Copy every line from the records below that holds the word "advance".

[Supplied material]
• • • • •

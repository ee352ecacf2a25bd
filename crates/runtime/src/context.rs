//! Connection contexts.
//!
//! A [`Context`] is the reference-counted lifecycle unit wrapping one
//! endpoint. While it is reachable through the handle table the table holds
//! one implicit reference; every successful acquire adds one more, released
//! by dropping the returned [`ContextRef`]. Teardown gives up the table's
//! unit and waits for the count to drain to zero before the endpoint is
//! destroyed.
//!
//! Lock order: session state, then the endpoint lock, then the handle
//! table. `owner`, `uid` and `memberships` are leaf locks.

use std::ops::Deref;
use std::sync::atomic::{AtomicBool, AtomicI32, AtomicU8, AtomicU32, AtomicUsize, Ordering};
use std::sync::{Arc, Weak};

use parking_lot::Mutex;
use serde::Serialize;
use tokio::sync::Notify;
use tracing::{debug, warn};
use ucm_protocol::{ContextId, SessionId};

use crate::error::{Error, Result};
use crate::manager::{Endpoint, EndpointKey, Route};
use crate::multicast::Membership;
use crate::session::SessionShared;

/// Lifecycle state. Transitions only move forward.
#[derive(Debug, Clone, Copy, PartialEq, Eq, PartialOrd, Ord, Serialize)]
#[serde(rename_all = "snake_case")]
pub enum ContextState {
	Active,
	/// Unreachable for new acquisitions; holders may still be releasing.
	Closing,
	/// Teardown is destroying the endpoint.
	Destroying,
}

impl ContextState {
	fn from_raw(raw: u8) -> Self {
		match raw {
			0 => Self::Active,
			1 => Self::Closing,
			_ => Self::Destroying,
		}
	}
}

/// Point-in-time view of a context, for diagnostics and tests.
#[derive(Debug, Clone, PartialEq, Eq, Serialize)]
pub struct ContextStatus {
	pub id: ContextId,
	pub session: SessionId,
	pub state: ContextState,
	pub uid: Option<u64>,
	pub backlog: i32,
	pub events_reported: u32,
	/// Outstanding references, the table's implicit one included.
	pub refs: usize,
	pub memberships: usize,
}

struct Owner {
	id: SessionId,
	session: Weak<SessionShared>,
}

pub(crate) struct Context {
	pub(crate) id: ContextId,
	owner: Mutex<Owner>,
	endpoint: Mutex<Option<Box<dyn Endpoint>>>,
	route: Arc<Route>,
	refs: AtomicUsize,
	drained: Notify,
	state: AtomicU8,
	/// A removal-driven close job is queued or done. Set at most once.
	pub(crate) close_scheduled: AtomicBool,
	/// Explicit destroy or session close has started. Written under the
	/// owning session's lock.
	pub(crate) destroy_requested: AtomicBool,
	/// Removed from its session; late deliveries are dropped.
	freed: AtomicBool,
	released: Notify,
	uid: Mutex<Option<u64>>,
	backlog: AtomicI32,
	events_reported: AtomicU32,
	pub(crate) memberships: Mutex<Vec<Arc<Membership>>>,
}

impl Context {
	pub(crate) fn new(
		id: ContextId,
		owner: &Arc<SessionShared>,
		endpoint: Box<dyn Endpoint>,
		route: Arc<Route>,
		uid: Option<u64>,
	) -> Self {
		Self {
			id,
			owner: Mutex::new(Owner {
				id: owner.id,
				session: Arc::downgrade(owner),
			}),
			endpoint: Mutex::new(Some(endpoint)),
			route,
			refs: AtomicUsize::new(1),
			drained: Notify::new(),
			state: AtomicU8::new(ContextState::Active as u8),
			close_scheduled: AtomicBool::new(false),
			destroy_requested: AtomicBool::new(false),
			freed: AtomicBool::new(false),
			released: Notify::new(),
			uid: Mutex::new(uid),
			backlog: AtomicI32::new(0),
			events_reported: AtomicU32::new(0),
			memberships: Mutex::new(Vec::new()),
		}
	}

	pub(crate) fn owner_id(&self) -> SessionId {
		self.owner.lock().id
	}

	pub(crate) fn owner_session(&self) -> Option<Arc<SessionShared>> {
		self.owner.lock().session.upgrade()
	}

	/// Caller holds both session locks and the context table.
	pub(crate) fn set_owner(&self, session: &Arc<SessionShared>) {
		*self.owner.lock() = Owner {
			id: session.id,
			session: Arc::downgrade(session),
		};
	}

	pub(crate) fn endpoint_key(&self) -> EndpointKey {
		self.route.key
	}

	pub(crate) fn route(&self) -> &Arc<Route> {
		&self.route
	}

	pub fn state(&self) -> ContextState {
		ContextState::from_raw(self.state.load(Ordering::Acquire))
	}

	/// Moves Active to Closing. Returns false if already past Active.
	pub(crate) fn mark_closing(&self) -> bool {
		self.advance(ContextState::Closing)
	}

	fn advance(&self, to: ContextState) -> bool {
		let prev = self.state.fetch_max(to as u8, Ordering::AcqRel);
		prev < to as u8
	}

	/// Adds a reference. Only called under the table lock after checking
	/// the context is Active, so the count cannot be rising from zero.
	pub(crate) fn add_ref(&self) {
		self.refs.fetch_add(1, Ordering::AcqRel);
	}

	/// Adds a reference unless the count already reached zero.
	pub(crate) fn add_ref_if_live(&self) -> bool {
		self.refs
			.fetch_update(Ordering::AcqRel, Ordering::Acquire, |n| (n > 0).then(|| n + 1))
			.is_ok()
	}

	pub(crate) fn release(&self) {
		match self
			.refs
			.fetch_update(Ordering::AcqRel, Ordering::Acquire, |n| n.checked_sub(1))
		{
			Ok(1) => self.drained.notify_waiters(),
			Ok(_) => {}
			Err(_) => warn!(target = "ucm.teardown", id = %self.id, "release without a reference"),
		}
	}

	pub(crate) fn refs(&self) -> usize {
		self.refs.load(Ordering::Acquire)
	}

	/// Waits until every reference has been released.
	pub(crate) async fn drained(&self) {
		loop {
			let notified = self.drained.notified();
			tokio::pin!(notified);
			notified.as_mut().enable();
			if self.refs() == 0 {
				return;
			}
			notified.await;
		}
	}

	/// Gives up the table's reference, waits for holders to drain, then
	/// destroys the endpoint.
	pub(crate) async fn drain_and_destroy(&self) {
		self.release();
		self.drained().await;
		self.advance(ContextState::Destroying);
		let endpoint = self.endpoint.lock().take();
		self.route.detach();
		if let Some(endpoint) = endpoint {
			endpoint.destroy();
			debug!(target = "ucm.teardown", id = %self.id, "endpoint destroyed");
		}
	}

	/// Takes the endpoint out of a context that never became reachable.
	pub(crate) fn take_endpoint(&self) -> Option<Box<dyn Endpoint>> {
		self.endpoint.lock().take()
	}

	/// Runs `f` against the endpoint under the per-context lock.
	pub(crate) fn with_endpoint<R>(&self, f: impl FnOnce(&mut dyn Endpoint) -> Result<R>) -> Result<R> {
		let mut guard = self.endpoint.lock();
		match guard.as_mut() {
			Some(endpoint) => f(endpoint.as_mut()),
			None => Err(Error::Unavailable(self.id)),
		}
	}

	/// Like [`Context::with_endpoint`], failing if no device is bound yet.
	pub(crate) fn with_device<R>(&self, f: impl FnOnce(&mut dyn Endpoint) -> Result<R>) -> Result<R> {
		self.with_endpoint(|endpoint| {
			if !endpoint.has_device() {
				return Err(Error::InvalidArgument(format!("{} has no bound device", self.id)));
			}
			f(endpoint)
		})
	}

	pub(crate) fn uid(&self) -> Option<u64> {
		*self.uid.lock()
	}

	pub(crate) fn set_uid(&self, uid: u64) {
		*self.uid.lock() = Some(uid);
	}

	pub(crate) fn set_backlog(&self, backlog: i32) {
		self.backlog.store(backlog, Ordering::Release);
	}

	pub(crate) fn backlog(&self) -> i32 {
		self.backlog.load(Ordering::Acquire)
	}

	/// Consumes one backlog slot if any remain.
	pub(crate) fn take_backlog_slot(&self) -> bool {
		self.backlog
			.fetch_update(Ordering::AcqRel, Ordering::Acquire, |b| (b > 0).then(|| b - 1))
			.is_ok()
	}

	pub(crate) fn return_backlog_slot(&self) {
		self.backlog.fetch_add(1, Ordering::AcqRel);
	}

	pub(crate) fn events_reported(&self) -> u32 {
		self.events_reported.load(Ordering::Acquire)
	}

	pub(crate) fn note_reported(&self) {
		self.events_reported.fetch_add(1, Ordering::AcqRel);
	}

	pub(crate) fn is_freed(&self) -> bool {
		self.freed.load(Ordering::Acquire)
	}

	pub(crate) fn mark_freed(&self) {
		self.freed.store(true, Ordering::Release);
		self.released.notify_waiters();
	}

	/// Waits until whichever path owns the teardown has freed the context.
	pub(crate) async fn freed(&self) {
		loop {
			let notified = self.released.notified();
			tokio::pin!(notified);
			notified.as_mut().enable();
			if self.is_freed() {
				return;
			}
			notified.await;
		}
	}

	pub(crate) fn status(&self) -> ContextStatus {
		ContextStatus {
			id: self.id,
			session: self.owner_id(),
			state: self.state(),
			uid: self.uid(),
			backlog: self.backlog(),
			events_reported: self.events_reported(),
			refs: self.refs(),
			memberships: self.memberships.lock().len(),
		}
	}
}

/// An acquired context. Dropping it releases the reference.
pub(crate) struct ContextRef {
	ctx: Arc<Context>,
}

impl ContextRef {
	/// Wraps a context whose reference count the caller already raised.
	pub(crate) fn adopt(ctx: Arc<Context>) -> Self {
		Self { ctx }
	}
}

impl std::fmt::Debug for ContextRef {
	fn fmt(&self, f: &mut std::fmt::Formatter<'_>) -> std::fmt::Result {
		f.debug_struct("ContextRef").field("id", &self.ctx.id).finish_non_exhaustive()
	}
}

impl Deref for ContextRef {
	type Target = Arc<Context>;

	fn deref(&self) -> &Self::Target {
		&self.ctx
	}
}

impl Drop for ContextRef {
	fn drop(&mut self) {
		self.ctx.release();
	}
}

• • • • •

[Exercise solution]
		self.advance(ContextState::Closing)
	fn advance(&self, to: ContextState) -> bool {
		self.advance(ContextState::Destroying);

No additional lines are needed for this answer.